By Douglas Stauber posted 2 days ago

  
AI Governance is heating up. 🌡🌡🌡

But AI Governance is an overloaded term. It refers to a variety of activities to ensure AI is responsible, trusted, and meets internal and external requirements. So where do you start?

Here are 10 activities under the AI Governance umbrella and the order they should be pursued. Keep in mind, this is not a one-size-fits-all. This list should be adjusted per organization / industry.

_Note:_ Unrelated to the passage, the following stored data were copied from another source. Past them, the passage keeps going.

//! Graceful shutdown coordinator.
//!
//! Running → Draining → Terminated. Draining asks every live worker to
//! stop (each with its own grace timer inside the pool) and keeps applying
//! pool events until the pool is empty or the global timeout elapses.
//! Workers still tracked at the deadline are killed and reported.

use std::time::Duration;

use tokio::time::Instant;
use tracing::{info, warn};

use forkgrid_core::{ClusterError, ShutdownPhase, WorkerId};
use forkgrid_pool::{PoolEventReceiver, Spawner, WorkerPool};

/// Outcome of a drain.
#[derive(Debug, Clone, PartialEq, Eq)]
pub struct ShutdownReport {
    /// Workers asked to stop gracefully.
    pub stopped: usize,
    /// Workers killed because the global timeout elapsed first.
    pub forced: Vec<WorkerId>,
    pub elapsed: Duration,
}

impl ShutdownReport {
    pub fn is_clean(&self) -> bool {
        self.forced.is_empty()
    }
}

#[derive(Debug)]
pub struct ShutdownCoordinator {
    timeout: Duration,
    phase: ShutdownPhase,
}

impl ShutdownCoordinator {
    pub fn new(timeout: Duration) -> Self {
        Self {
            timeout,
            phase: ShutdownPhase::Running,
        }
    }

    pub fn phase(&self) -> ShutdownPhase {
        self.phase
    }

    /// Drain `pool`, applying its events until empty or timed out.
    ///
    /// `on_change` runs after every applied event so the caller can
    /// republish state. Event errors are logged; nothing here can fail.
    pub async fn drain<S, F>(
        &mut self,
        pool: &mut WorkerPool<S>,
        events: &mut PoolEventReceiver,
        mut on_change: F,
    ) -> ShutdownReport
    where
        S: Spawner,
        F: FnMut(&WorkerPool<S>, ShutdownPhase),
    {
        let started = Instant::now();
        let deadline = tokio::time::sleep_until(started + self.timeout);
        tokio::pin!(deadline);

        self.phase = ShutdownPhase::Draining;
        let stopped = pool.begin_shutdown();
        info!(
            workers = stopped,
            timeout_ms = self.timeout.as_millis() as u64,
            "draining worker pool"
        );
        on_change(&*pool, self.phase);

        while !pool.is_drained() {
            tokio::select! {
                _ = &mut deadline => break,
                Some(event) = events.recv() => {
                    if let Err(e) = pool.handle_event(event).await {
                        warn!(error = %e, "error while draining");
                    }
                    on_change(&*pool, self.phase);
                }
            }
        }

        let forced = if pool.is_drained() {
            Vec::new()
        } else {
            let ids = pool.force_kill_remaining();
            for id in &ids {
                let err = ClusterError::ShutdownTimeout { id: *id };
                warn!(worker = *id, error = %err, "forcing worker down");
            }
            ids
        };

        self.phase = ShutdownPhase::Terminated;
        let report = ShutdownReport {
            stopped,
            forced,
            elapsed: started.elapsed(),
        };
        info!(
            stopped = report.stopped,
            forced = report.forced.len(),
            elapsed_ms = report.elapsed.as_millis() as u64,
            "worker pool drained"
        );
        on_change(&*pool, self.phase);
        report
    }
}
//! Per-process resource sampling.
//!
//! CPU is measured as the delta between two refreshes, so the first
//! sample always reads zero. It is divided by the number of cores to
//! land in 0–100 for the whole machine, the same scale as memory.

use sysinfo::{Pid, ProcessRefreshKind, ProcessesToUpdate, RefreshKind, System};
use tokio::time::Instant;
use tracing::debug;

use forkgrid_core::WorkerMessage;

/// One reading of this process's resource usage.
#[derive(Debug, Clone, Copy, PartialEq)]
pub struct ResourceSample {
    /// Percent of total machine CPU.
    pub cpu_usage: f64,
    /// Percent of total system memory.
    pub memory_usage: f64,
    pub memory_bytes: u64,
    /// Seconds since the sampler was created.
    pub uptime: f64,
}

impl ResourceSample {
    pub fn into_message(self) -> WorkerMessage {
        WorkerMessage::WorkerMetrics {
            cpu_usage: self.cpu_usage,
            memory_usage: self.memory_usage,
            memory_bytes: self.memory_bytes,
            uptime: self.uptime,
        }
    }
}

pub struct ResourceSampler {
    system: System,
    pid: Pid,
    cores: f64,
    started: Instant,
}

impl ResourceSampler {
    /// Sample the current process.
    pub fn new() -> Self {
        Self::for_pid(std::process::id())
    }

    pub fn for_pid(pid: u32) -> Self {
        let pid = Pid::from_u32(pid);
        let mut system = System::new_with_specifics(RefreshKind::new().with_memory(
            sysinfo::MemoryRefreshKind::new().with_ram(),
        ));
        // Prime the CPU counters so the next refresh has a baseline.
        system.refresh_processes_specifics(
            ProcessesToUpdate::Some(&[pid]),
            true,
            ProcessRefreshKind::new().with_cpu().with_memory(),
        );
        let cores = std::thread::available_parallelism()
            .map(|n| n.get() as f64)
            .unwrap_or(1.0);
        Self {
            system,
            pid,
            cores,
            started: Instant::now(),
        }
    }

    pub fn sample(&mut self) -> ResourceSample {
        self.system.refresh_processes_specifics(
            ProcessesToUpdate::Some(&[self.pid]),
            true,
            ProcessRefreshKind::new().with_cpu().with_memory(),
        );
        let total_memory = self.system.total_memory();
        let uptime = self.started.elapsed().as_secs_f64();

        let Some(process) = self.system.process(self.pid) else {
            debug!(pid = %self.pid, "process not found while sampling");
            return ResourceSample {
                cpu_usage: 0.0,
                memory_usage: 0.0,
                memory_bytes: 0,
                uptime,
            };
        };

        let memory_bytes = process.memory();
        let memory_usage = if total_memory > 0 {
            memory_bytes as f64 / total_memory as f64 * 100.0
        } else {
            0.0
        };
        let cpu_usage = (process.cpu_usage() as f64 / self.cores).clamp(0.0, 100.0);

        ResourceSample {
            cpu_usage,
            memory_usage,
            memory_bytes,
            uptime,
        }
    }
}

impl Default for ResourceSampler {
    fn default() -> Self {
        Self::new()
    }
}
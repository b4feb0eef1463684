//! Pool error types.

use thiserror::Error;

use forkgrid_core::ClusterError;

#[derive(Debug, Error)]
pub enum PoolError {
    /// Only `ClusterError::Spawn` reaches callers; every other worker
    /// failure is recovered inside the pool.
    #[error(transparent)]
    Cluster(#[from] ClusterError),

    #[error("worker pool is shutting down, not starting new workers")]
    ShuttingDown,
}

impl PoolError {
    /// A fork failure. The master cannot keep its minimum and must stop.
    pub fn is_fatal(&self) -> bool {
        matches!(self, Self::Cluster(ClusterError::Spawn(_)))
    }
}

pub type PoolResult<T> = Result<T, PoolError>;
//! The master event loop.

use std::future::Future;

use tokio::sync::watch;
use tokio::time::Instant;
use tracing::{debug, error, info, warn};

use forkgrid_autoscale::{Autoscaler, ScaleDecision};
use forkgrid_core::config::ClusterConfig;
use forkgrid_core::{
    Backend, ClusterError, ClusterReport, MasterMessage, ScalingEvent, ScalingKind,
    ShutdownPhase, WorkerReport, epoch_millis,
};
use forkgrid_health::{HealthMonitor, Unresponsive};
use forkgrid_pool::{PoolEventReceiver, PoolSettings, Spawner, WorkerPool};

use crate::error::MasterError;
use crate::periodic::PeriodicTask;
use crate::shutdown::{ShutdownCoordinator, ShutdownReport};

/// Owns the pool and everything that decides what happens to it.
pub struct Supervisor<S> {
    config: ClusterConfig,
    pool: WorkerPool<S>,
    events: PoolEventReceiver,
    autoscaler: Autoscaler,
    health: HealthMonitor,
    shutdown: ShutdownCoordinator,
    reports: watch::Sender<ClusterReport>,
    backends: watch::Sender<Vec<Backend>>,
}

impl<S: Spawner> Supervisor<S> {
    pub fn new(config: ClusterConfig, spawner: S) -> Self {
        let (pool, events) = WorkerPool::new(spawner, PoolSettings::from_config(&config));
        let (reports, _) = watch::channel(ClusterReport::empty());
        let (backends, _) = watch::channel(Vec::new());
        Self {
            autoscaler: Autoscaler::new(config.thresholds.clone(), &config.autoscale),
            health: HealthMonitor::new(&config.health),
            shutdown: ShutdownCoordinator::new(config.shutdown.timeout),
            config,
            pool,
            events,
            reports,
            backends,
        }
    }

    /// Cluster reports, republished after every event.
    pub fn subscribe_reports(&self) -> watch::Receiver<ClusterReport> {
        self.reports.subscribe()
    }

    /// The routable worker set, republished only when it changes.
    pub fn subscribe_backends(&self) -> watch::Receiver<Vec<Backend>> {
        self.backends.subscribe()
    }

    pub fn config(&self) -> &ClusterConfig {
        &self.config
    }

    pub fn phase(&self) -> ShutdownPhase {
        self.shutdown.phase()
    }

    /// Fork the initial pool.
    ///
    /// If a fork fails part way, the workers already forked are killed
    /// before the error is returned.
    pub async fn start(&mut self) -> Result<(), MasterError> {
        let count = self.config.initial_worker_count();
        info!(
            workers = count,
            min = self.config.thresholds.min_workers,
            max = self.config.thresholds.max_workers,
            "starting worker pool"
        );
        for _ in 0..count {
            if let Err(e) = self.pool.start_worker().await {
                let e = MasterError::from(e);
                error!(error = %e, "initial fork failed, killing forked workers");
                let killed = self.pool.force_kill_remaining();
                warn!(workers = killed.len(), "workers killed");
                self.publish();
                return Err(e);
            }
        }
        self.publish();
        Ok(())
    }

    /// Supervise until `shutdown` resolves, then drain the pool.
    ///
    /// Returns an error only when a worker could not be forked. In that
    /// case every remaining worker has already been killed.
    pub async fn run<F>(&mut self, shutdown: F) -> Result<ShutdownReport, MasterError>
    where
        F: Future<Output = ()>,
    {
        let mut health_task = PeriodicTask::new("health", self.config.health.interval);
        let mut autoscale_task = PeriodicTask::new("autoscale", self.config.autoscale.interval);
        tokio::pin!(shutdown);

        let outcome = loop {
            let step = tokio::select! {
                biased;
                _ = &mut shutdown => {
                    info!("termination requested");
                    break Ok(());
                }
                Some(event) = self.events.recv() => {
                    self.pool.handle_event(event).await.map_err(MasterError::from)
                }
                _ = health_task.tick() => self.health_tick().await,
                _ = autoscale_task.tick() => self.autoscale_tick().await,
            };
            if let Err(e) = step {
                if e.is_fatal() {
                    break Err(e);
                }
                warn!(error = %e, "supervisor step failed");
            }
            self.publish();
        };

        health_task.cancel();
        autoscale_task.cancel();

        if let Err(e) = outcome {
            error!(error = %e, "fatal pool error, killing remaining workers");
            let killed = self.pool.force_kill_remaining();
            warn!(workers = killed.len(), "workers killed");
            self.publish();
            return Err(e);
        }

        let Self {
            pool,
            events,
            shutdown,
            health,
            autoscaler,
            reports,
            backends,
            ..
        } = self;
        let report = shutdown
            .drain(pool, events, |pool, phase| {
                let report = build_report(pool, health, autoscaler.last_event(), phase);
                publish_to(reports, backends, report, pool.backends());
            })
            .await;
        Ok(report)
    }

    /// Restart silent workers, then probe the rest.
    async fn health_tick(&mut self) -> Result<(), MasterError> {
        let now = Instant::now();
        let silent = self.health.find_unresponsive(self.pool.workers(), now);
        for Unresponsive { id, silent_for } in silent {
            let err = ClusterError::WorkerUnresponsive { id, silent_for };
            error!(worker = id, error = %err, "restarting unresponsive worker");
            self.pool.note_crash();
            self.pool.restart_worker(id).await?;
        }

        let probe = MasterMessage::HealthCheck {
            timestamp: epoch_millis(),
        };
        let sent = self.pool.broadcast(&probe);
        debug!(workers = sent, "health check sent");
        Ok(())
    }

    /// Apply at most one scaling action.
    async fn autoscale_tick(&mut self) -> Result<(), MasterError> {
        let now = Instant::now();
        let live = self.pool.live_count();
        let decision = match self.autoscaler.evaluate(live, &self.pool.online_stats(), now) {
            Ok(decision) => decision,
            Err(e) => {
                warn!(error = %e, "skipping autoscale tick");
                return Ok(());
            }
        };

        match decision {
            ScaleDecision::ScaleUp => {
                let id = self.pool.start_worker().await?;
                self.autoscaler
                    .record(ScalingKind::Up, id, self.pool.live_count(), now);
            }
            ScaleDecision::ScaleDown(id) => {
                if self.pool.stop_worker(id, true) {
                    self.autoscaler
                        .record(ScalingKind::Down, id, self.pool.live_count(), now);
                }
            }
            ScaleDecision::NoChange => {}
        }
        Ok(())
    }

    fn publish(&self) {
        let report = build_report(
            &self.pool,
            &self.health,
            self.autoscaler.last_event(),
            self.shutdown.phase(),
        );
        publish_to(&self.reports, &self.backends, report, self.pool.backends());
    }
}

fn build_report<S: Spawner>(
    pool: &WorkerPool<S>,
    health: &HealthMonitor,
    last_scaling: Option<&ScalingEvent>,
    phase: ShutdownPhase,
) -> ClusterReport {
    let now = Instant::now();
    let fleet = pool.metrics().summary();
    let snapshot = health.snapshot(pool.workers(), &fleet, now);
    let workers = pool
        .workers()
        .map(|(record, stats)| WorkerReport {
            record: record.clone(),
            stats: stats.clone(),
            heartbeat_age_ms: stats.heartbeat_age(now).as_millis() as u64,
        })
        .collect();
    ClusterReport {
        health: snapshot,
        fleet,
        workers,
        last_scaling: last_scaling.cloned(),
        phase,
    }
}

fn publish_to(
    reports: &watch::Sender<ClusterReport>,
    backends: &watch::Sender<Vec<Backend>>,
    report: ClusterReport,
    live: Vec<Backend>,
) {
    reports.send_replace(report);
    backends.send_if_modified(|current| {
        if *current == live {
            return false;
        }
        *current = live;
        true
    });
}
//! Master mode: supervisor, front proxy, and the health/metrics surface.

use std::net::{Ipv4Addr, SocketAddr};
use std::sync::Arc;

use anyhow::Context;
use tokio::net::TcpListener;
use tokio::sync::watch;
use tracing::{error, info, warn};

use forkgrid_balancer::LoadBalancer;
use forkgrid_core::ClusterConfig;
use forkgrid_master::Supervisor;
use forkgrid_pool::ProcessSpawner;
use forkgrid_worker::{AppServer, HttpApp, demo_router};

use crate::signals;

pub async fn run_master(config: ClusterConfig) -> anyhow::Result<()> {
    if !config.enable_clustering {
        return run_in_process(&config).await;
    }
    info!(
        port = config.port,
        health_check_port = config.health_check_port,
        strategy = ?config.balance_strategy(),
        "forkgrid master starting"
    );

    let interval = config.worker.metrics_interval;
    let spawner = ProcessSpawner::current_exe([
        "worker".to_string(),
        "--metrics-interval".to_string(),
        format!("{}ms", interval.as_millis()),
    ])?;

    let mut supervisor = Supervisor::new(config.clone(), spawner);
    let reports = supervisor.subscribe_reports();
    let backends = supervisor.subscribe_backends();
    let (stop_tx, stop_rx) = watch::channel(false);

    // ── Health and metrics surface ─────────────────────────────

    let api_addr = SocketAddr::from((Ipv4Addr::UNSPECIFIED, config.health_check_port));
    let api_listener = TcpListener::bind(api_addr)
        .await
        .with_context(|| format!("failed to bind health check port {api_addr}"))?;
    let mut api_stop = stop_rx.clone();
    let api = tokio::spawn(forkgrid_api::serve(api_listener, reports, async move {
        let _ = api_stop.wait_for(|stop| *stop).await;
    }));

    // ── Front proxy ────────────────────────────────────────────

    let app_addr = SocketAddr::from((Ipv4Addr::UNSPECIFIED, config.port));
    let proxy_listener = TcpListener::bind(app_addr)
        .await
        .with_context(|| format!("failed to bind application port {app_addr}"))?;
    let balancer = Arc::new(LoadBalancer::new(config.balance_strategy(), backends));
    let proxy = tokio::spawn(forkgrid_balancer::serve(proxy_listener, balancer, stop_rx));

    // ── Supervise ──────────────────────────────────────────────

    let outcome = match supervisor.start().await {
        Ok(()) => supervisor.run(signals::shutdown_signal()).await,
        Err(e) => Err(e),
    };

    let _ = stop_tx.send(true);
    match proxy.await {
        Ok(Err(e)) => warn!(error = %e, "front proxy failed"),
        Err(e) => warn!(error = %e, "front proxy task panicked"),
        Ok(Ok(())) => {}
    }
    match api.await {
        Ok(Err(e)) => warn!(error = %e, "health endpoint failed"),
        Err(e) => warn!(error = %e, "health endpoint task panicked"),
        Ok(Ok(())) => {}
    }

    match outcome {
        Ok(report) => {
            info!(
                stopped = report.stopped,
                forced = report.forced.len(),
                elapsed_ms = report.elapsed.as_millis() as u64,
                "forkgrid master stopped"
            );
            Ok(())
        }
        Err(e) => {
            error!(error = %e, "forkgrid master failed");
            Err(e.into())
        }
    }
}

/// Clustering disabled: serve the application from this process.
async fn run_in_process(config: &ClusterConfig) -> anyhow::Result<()> {
    info!(port = config.port, "clustering disabled, serving in-process");
    let addr = SocketAddr::from((Ipv4Addr::UNSPECIFIED, config.port));
    let mut app = HttpApp::new(demo_router(None), addr);
    app.start().await?;
    signals::shutdown_signal().await;
    app.stop().await?;
    info!("forkgrid stopped");
    Ok(())
}
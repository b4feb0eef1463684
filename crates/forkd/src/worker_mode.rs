//! Worker mode: host the application and talk to the master over stdio.

use std::net::{Ipv4Addr, SocketAddr};
use std::time::Duration;

use tokio::sync::mpsc;
use tracing::info;

use forkgrid_pool::WORKER_ID_ENV;
use forkgrid_worker::{HttpApp, WorkerOptions, demo_router};

use crate::signals;

pub async fn run_worker(metrics_interval: Duration) -> anyhow::Result<()> {
    let id = std::env::var(WORKER_ID_ENV)
        .ok()
        .and_then(|v| v.parse().ok());
    info!(worker = ?id, pid = std::process::id(), "worker starting");
    signals::ignore_interrupts();

    let (requests_tx, requests_rx) = mpsc::unbounded_channel();
    let app = HttpApp::new(demo_router(id), SocketAddr::from((Ipv4Addr::LOCALHOST, 0)))
        .report_requests(requests_tx);
    let options = WorkerOptions {
        id,
        metrics_interval,
    };
    forkgrid_worker::run_worker(app, requests_rx, options).await?;
    Ok(())
}
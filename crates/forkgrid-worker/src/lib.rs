//! forkgrid-worker — everything that runs inside a forked worker.
//!
//! A worker hosts one `AppServer`, tells the master where it listens,
//! and then serves until the master asks it to stop:
//!
//! ```text
//! master stdin ──▶ run_worker ──▶ AppServer::start → ready {port}
//!                      │ health_check      → health_check_response
//!                      │ every interval    → worker_metrics
//!                      │ each request      → request_complete
//!                      └ shutdown / EOF    → AppServer::stop → exit 0
//! ```
//!
//! stdout is reserved for IPC, so worker logs go to stderr.

pub mod app;
pub mod error;
pub mod runtime;
pub mod sampler;

pub use app::{AppServer, HttpApp, RequestOutcome, demo_router};
pub use error::WorkerError;
pub use runtime::{WorkerOptions, run_worker, run_worker_with_io};
pub use sampler::{ResourceSample, ResourceSampler};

1. Start with defining internal policies. AI is the manifestation of people's decisions. These decisions must be clearly defined before AI efforts are started.
2. Ensure the data used by and generated by AI is secured, with appropriate data governance and, if appropriate, de-identification measures.
3. Measure AI metadata. Monitor quality and safety metrics, from hallucination detection to fairness.
4. Perform AI Risk Assessments to distribute AI Governance resources accordingly. Naturally, low risk internal development efforts need a lot less attention than external production applications.
5. Provide transparency by documenting the results of AI efforts. This aligns internal stakeholders enterprise-wide, helps eliminate silos, and ensures a consistent approach to AI.
6. Transparency will result in questions. Prepare to answer those questions with explainability methods to justify why certain decisions were made and how models function.
7. By this stage, organizations will be anxious to put AI applications into production. But there are dozens of AI regulatory standards worldwide (and growing). Mitigate risk before production by performing internal audits with regulatory risk assessments.
8. AI sustainability refers to the internal ($) and external (environmental) costs of running AI applications. By monitoring, informed decisions can be made about how and what AI applications are put into production.
9. Consent is gaining permission from those that contributed data behind the model. Depending on the industry, this would may jump up in priority significantly.
10. Usage Governance - who should be using AI to do their work? Usage Governance requires users to seek permission from a central authority before using AI for certain tasks.

From a macro level, most organizations engaged in AI have internal policies defined, have a data governance solution, and interested in consistently measuring AI metadata. Of course, with a wide range of variation.